Lilian, who lives in Maryland and works the northern Virginia suburbs of Washington, travels frequently to Tanzania and Uganda.
“One problem which we often face in our project areas is the lack of capacity,” he told me. “Every trip to Africa, I do training…We want to empower local communities and governments to take charge and manage their lands.”
In places were traditional land tenure systems are breaking down, the technology had help settle boundary disputes. “Sometimes people don’t agree on where their village begins and ends,” he said. Not surprisingly, geospatial technologies are also used to better understand the relationship between chimpanzees and their habitats.
If all goes well, the Google mapping tools announced in Copenhagen will enable communities to generate accurate and timely information about their forests. That’s crucial to a financing mechanism known as REDD (Reducing Emissions from Deforestation and Degradation), which is designed to prevent deforestation. Regular readers of this blog know that emissions from tropical deforestation account for about 17% of global warming pollutants, more than all of the world’s cars, trucks, trains, boats and planes.
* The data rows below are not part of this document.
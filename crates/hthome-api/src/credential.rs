// Login credentials and the vendor's credential cipher
//
// The login endpoint only accepts the ID and password encrypted with a
// passphrase hard-coded in the vendor's web client. The envelope is the
// OpenSSL "Salted__" format (EVP_BytesToKey/MD5 + AES-256-CBC + PKCS#7,
// base64-encoded). Anyone holding the passphrase can decrypt it, so this is
// protocol compliance, not confidentiality.

use std::fmt;

use aes::Aes256;
use base64::Engine as _;
use base64::engine::general_purpose::STANDARD;
use cbc::cipher::block_padding::Pkcs7;
use cbc::cipher::{BlockEncryptMut, KeyIvInit};
use md5::{Digest, Md5};
use secrecy::{ExposeSecret, SecretString};

type Aes256CbcEnc = cbc::Encryptor<Aes256>;

/// Passphrase shared with the vendor's servers.
const VENDOR_PASSPHRASE: &[u8] = b"hTsEcret";

const SALT_MAGIC: &[u8] = b"Salted__";
const SALT_LEN: usize = 8;
const KEY_LEN: usize = 32;
const IV_LEN: usize = 16;

/// Account credentials supplied at construction.
///
/// The secret never appears in `Debug` output or logs.
#[derive(Clone)]
pub struct Credentials {
    id: String,
    password: SecretString,
}

impl Credentials {
    pub fn new(id: impl Into<String>, password: SecretString) -> Self {
        Self {
            id: id.into(),
            password,
        }
    }

    /// The account identifier (not secret, but only sent encrypted).
    pub fn id(&self) -> &str {
        &self.id
    }

    pub fn password(&self) -> &SecretString {
        &self.password
    }
}

impl fmt::Debug for Credentials {
    fn fmt(&self, f: &mut fmt::Formatter<'_>) -> fmt::Result {
        f.debug_struct("Credentials")
            .field("id", &self.id)
            .field("password", &"****")
            .finish()
    }
}

/// Encrypts credentials the way the vendor's login endpoint expects.
#[derive(Debug, Clone, Copy, Default)]
pub struct CredentialCodec;

impl CredentialCodec {
    /// Encrypt `secret` into the base64 `Salted__` envelope.
    ///
    /// Deterministic: the salt is derived from the passphrase and input,
    /// so equal inputs produce equal cipher-text. The vendor's web client
    /// draws a random salt instead. The server reads the salt from the
    /// envelope header, so it accepts either.
    pub fn encrypt(&self, secret: &str) -> String {
        let salt = derive_salt(secret.as_bytes());
        let (key, iv) = evp_bytes_to_key(VENDOR_PASSPHRASE, &salt);

        let ciphertext = Aes256CbcEnc::new(&key.into(), &iv.into())
            .encrypt_padded_vec_mut::<Pkcs7>(secret.as_bytes());

        let mut envelope = Vec::with_capacity(SALT_MAGIC.len() + SALT_LEN + ciphertext.len());
        envelope.extend_from_slice(SALT_MAGIC);
        envelope.extend_from_slice(&salt);
        envelope.extend_from_slice(&ciphertext);
        STANDARD.encode(envelope)
    }

    /// Encrypt the identifier and password of `credentials`.
    pub fn encrypt_credentials(&self, credentials: &Credentials) -> (String, String) {
        (
            self.encrypt(credentials.id()),
            self.encrypt(credentials.password().expose_secret()),
        )
    }
}

fn derive_salt(plaintext: &[u8]) -> [u8; SALT_LEN] {
    let digest = Md5::new()
        .chain_update(VENDOR_PASSPHRASE)
        .chain_update(plaintext)
        .finalize();
    let mut salt = [0u8; SALT_LEN];
    salt.copy_from_slice(&digest[..SALT_LEN]);
    salt
}

/// OpenSSL `EVP_BytesToKey` with MD5 and a single iteration.
fn evp_bytes_to_key(passphrase: &[u8], salt: &[u8; SALT_LEN]) -> ([u8; KEY_LEN], [u8; IV_LEN]) {
    let mut material = Vec::with_capacity(KEY_LEN + IV_LEN + 16);
    let mut previous: Vec<u8> = Vec::new();
    while material.len() < KEY_LEN + IV_LEN {
        let block = Md5::new()
            .chain_update(&previous)
            .chain_update(passphrase)
            .chain_update(salt)
            .finalize();
        material.extend_from_slice(&block);
        previous = block.to_vec();
    }

    let mut key = [0u8; KEY_LEN];
    let mut iv = [0u8; IV_LEN];
    key.copy_from_slice(&material[..KEY_LEN]);
    iv.copy_from_slice(&material[KEY_LEN..KEY_LEN + IV_LEN]);
    (key, iv)
}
The government of Norway, a major backer of REDD, has given the Goodall Institute a $2.7 million grant to equip and train villagers in western Tanzania and their institutions to prepare for REDD. Google programmers including Rebecca Moore, an evangelist for Google Earth Outreach, visited the region last fall to train Goodall Institute staff, village forest monitors, local government officials, university staff and others to gather data, take pictures and upload their findings to “the cloud”–meaning the Internet, where powerful software and data are stored..
“It’s still a work in progress but we are already doing it,” Lilian told me. “They’re mapping the forests and monitoring the threats.”
The number of scientists, NGOs and companies working on GIS and forestry issues is impressive: Students and professors at the University of Washington have created free software called ODK (Open Data Kit) that makes it easy to collect survey data and upload it from Android phones. Digital Globe, an imagery and information firm based in Longmont, Colorado, gathers more detailed satellite images than those available on Google. ESRI, a software firm based in Redlands, Ca., is the world leader in GIS, proving tools to build geospatial infrastructure. For its part, Google collaborated with Greg Asner of Carnegie Institution for Science, and Carlos Souza of Imazon to build its newest platform, and it got support from the Gordon and Betty Moore Foundation.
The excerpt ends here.